(Beginning of MATERIAL SUPPLIED)

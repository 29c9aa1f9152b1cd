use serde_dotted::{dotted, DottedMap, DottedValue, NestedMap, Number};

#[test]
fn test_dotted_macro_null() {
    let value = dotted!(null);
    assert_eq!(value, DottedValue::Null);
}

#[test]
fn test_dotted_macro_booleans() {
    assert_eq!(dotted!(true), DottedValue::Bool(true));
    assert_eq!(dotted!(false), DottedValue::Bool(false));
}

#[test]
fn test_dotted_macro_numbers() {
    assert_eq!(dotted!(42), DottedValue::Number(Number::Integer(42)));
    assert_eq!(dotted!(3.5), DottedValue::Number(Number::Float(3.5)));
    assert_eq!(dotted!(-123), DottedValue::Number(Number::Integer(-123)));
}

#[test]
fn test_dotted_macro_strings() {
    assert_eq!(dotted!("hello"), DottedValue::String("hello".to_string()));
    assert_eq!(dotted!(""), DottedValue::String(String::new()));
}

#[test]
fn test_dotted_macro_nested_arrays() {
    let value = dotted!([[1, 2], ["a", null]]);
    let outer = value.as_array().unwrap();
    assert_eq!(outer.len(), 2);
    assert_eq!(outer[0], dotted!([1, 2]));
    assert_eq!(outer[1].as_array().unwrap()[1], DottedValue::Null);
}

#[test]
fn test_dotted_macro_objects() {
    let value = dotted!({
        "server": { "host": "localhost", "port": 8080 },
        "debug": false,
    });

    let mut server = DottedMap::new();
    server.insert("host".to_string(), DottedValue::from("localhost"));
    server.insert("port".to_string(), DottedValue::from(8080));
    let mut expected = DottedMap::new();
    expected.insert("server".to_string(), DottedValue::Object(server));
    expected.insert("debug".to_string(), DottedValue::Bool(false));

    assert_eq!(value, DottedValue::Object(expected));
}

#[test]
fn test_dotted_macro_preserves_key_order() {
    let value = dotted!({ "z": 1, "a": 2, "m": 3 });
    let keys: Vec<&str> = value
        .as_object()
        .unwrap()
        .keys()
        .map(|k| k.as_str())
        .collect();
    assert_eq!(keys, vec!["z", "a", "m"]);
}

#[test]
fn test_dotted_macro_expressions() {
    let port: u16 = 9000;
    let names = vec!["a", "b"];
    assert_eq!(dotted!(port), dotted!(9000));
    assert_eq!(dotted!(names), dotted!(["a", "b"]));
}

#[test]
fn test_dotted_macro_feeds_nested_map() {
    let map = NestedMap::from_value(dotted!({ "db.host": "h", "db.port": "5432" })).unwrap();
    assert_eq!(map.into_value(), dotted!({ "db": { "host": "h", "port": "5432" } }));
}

(End of MATERIAL SUPPLIED)
(Beginning of MATERIAL SUPPLIED)

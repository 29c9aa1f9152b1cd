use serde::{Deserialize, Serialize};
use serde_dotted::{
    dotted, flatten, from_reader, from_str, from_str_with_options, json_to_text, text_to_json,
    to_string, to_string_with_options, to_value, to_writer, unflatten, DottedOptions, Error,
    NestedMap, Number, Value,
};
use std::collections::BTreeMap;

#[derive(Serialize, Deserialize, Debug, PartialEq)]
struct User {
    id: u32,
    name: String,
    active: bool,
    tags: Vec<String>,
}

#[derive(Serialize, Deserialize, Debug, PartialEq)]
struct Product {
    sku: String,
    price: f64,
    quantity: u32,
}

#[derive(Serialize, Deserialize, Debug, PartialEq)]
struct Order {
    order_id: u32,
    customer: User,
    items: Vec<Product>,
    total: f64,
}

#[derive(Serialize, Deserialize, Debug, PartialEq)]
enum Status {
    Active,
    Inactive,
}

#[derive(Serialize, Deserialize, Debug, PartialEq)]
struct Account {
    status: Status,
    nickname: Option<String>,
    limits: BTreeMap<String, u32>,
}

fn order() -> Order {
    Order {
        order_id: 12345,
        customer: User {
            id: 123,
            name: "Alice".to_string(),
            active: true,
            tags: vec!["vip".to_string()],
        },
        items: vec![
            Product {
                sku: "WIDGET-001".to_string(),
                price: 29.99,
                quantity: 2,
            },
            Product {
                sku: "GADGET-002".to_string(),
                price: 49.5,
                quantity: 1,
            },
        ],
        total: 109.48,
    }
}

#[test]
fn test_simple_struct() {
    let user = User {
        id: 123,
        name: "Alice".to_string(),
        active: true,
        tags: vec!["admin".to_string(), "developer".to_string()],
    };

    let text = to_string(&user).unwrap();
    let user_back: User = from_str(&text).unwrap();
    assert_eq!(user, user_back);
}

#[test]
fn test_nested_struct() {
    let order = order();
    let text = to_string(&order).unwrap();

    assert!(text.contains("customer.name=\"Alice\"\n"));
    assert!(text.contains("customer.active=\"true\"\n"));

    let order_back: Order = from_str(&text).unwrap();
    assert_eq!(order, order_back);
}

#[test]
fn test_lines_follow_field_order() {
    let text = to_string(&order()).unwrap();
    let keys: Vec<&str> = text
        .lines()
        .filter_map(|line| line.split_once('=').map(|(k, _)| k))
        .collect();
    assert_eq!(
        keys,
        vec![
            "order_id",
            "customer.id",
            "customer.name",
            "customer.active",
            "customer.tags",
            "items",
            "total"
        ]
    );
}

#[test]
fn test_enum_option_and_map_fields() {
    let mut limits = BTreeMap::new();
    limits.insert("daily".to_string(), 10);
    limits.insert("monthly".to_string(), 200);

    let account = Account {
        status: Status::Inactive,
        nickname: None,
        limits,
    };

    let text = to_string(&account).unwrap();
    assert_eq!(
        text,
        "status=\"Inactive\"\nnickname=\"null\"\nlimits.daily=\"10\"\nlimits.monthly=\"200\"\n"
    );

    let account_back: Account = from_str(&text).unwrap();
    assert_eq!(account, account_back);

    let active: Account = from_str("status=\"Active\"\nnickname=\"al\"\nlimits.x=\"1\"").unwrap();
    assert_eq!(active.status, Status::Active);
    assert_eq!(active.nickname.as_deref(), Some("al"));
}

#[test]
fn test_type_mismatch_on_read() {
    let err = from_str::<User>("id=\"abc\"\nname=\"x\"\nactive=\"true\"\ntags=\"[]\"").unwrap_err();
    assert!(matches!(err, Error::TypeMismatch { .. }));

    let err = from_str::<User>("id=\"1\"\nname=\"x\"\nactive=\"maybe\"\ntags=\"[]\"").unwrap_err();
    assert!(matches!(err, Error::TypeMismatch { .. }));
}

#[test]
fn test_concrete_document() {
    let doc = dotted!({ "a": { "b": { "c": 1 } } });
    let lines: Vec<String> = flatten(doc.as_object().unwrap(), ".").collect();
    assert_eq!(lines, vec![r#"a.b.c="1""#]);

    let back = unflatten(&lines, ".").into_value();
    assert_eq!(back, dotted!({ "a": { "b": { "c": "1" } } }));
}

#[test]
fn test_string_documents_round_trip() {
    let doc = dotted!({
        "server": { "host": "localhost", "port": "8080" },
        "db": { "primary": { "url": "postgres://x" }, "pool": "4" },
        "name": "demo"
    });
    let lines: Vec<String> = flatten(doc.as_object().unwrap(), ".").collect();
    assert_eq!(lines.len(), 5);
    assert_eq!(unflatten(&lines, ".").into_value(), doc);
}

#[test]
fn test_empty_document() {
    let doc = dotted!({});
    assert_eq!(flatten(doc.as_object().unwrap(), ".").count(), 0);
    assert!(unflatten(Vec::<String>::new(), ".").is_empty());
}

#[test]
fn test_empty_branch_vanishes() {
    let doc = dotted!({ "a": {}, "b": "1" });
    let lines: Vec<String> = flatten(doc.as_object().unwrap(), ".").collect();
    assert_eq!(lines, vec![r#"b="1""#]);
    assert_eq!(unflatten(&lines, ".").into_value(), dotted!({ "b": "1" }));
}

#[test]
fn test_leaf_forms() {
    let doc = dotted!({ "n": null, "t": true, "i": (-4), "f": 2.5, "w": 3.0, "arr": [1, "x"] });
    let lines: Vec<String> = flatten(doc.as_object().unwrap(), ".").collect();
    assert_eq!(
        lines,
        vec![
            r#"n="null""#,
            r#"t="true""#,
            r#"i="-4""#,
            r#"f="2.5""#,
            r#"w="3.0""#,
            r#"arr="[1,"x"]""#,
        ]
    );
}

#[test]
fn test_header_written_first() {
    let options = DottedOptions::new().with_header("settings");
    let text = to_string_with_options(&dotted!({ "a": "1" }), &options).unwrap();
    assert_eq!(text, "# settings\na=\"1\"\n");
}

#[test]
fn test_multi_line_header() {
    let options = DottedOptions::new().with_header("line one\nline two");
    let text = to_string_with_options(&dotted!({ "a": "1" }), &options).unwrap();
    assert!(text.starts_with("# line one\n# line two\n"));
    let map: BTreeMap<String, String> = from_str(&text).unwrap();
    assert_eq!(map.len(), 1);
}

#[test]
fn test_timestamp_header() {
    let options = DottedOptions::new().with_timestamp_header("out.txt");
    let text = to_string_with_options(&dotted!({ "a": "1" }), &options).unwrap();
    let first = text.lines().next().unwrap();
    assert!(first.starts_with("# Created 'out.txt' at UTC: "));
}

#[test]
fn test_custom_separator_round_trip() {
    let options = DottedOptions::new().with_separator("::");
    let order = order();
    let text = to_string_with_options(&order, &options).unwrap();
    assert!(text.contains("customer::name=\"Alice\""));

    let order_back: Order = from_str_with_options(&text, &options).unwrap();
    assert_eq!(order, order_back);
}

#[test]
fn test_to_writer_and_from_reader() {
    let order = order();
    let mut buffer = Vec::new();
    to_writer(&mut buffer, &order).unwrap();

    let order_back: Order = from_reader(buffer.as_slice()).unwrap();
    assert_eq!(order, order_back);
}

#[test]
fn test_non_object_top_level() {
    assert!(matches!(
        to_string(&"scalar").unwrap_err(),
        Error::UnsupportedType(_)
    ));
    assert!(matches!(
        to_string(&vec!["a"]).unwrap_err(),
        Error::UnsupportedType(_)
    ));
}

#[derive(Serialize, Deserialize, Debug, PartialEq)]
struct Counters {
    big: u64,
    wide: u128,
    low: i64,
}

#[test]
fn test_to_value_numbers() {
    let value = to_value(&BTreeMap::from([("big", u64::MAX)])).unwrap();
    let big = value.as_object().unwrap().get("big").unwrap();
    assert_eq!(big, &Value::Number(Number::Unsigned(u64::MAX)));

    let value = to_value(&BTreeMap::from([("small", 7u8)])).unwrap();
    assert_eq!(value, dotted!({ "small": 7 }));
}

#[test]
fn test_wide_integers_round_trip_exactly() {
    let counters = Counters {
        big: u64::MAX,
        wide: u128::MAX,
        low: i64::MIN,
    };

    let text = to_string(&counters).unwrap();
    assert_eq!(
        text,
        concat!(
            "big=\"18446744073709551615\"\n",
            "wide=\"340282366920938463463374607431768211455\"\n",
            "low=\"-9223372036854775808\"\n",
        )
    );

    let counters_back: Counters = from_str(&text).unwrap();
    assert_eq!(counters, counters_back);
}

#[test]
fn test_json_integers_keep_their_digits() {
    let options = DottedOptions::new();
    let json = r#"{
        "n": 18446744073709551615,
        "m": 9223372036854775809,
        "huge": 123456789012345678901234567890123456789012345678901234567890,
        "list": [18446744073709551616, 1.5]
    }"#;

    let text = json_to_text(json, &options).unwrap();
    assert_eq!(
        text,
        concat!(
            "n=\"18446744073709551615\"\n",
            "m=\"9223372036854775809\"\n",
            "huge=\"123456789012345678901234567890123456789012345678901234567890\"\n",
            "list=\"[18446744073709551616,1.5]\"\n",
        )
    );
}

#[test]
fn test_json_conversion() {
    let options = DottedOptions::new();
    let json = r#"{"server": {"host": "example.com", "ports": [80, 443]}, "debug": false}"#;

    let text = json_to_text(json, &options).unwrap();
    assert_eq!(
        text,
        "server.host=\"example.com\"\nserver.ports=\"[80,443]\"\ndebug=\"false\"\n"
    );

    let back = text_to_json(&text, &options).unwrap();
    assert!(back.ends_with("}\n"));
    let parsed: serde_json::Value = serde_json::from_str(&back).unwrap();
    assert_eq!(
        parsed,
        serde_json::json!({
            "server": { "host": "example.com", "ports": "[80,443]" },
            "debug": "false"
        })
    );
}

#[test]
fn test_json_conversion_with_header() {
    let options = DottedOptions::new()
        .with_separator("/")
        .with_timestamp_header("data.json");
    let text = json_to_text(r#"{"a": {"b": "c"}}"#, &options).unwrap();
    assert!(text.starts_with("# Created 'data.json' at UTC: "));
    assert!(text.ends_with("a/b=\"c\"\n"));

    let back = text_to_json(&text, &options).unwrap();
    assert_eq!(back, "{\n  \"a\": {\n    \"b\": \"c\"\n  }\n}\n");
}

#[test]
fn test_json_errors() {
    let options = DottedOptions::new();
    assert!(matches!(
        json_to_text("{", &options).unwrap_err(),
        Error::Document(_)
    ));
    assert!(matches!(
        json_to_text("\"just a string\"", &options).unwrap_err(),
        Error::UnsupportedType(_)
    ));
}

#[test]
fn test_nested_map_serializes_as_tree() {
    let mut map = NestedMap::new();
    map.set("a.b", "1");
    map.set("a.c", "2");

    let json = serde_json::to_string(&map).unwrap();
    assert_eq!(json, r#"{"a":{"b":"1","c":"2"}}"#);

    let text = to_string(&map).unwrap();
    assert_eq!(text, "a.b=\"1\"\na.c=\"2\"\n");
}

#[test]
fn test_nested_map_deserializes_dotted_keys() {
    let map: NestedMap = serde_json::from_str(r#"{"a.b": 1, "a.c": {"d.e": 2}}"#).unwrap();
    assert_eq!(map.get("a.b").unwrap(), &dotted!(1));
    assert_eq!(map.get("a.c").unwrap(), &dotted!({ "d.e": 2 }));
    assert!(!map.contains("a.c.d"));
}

(End of MATERIAL SUPPLIED)

- [WHAT NEEDS TO BE DONE]: The lines you need are those holding the word "customer"; copy each of them from the material above.

- [RESULT OF THIS TASK]:
    customer: User,
        customer: User {
    assert!(text.contains("customer.name=\"Alice\"\n"));
    assert!(text.contains("customer.active=\"true\"\n"));
            "customer.id",
            "customer.name",
            "customer.active",
            "customer.tags",
    assert!(text.contains("customer::name=\"Alice\""));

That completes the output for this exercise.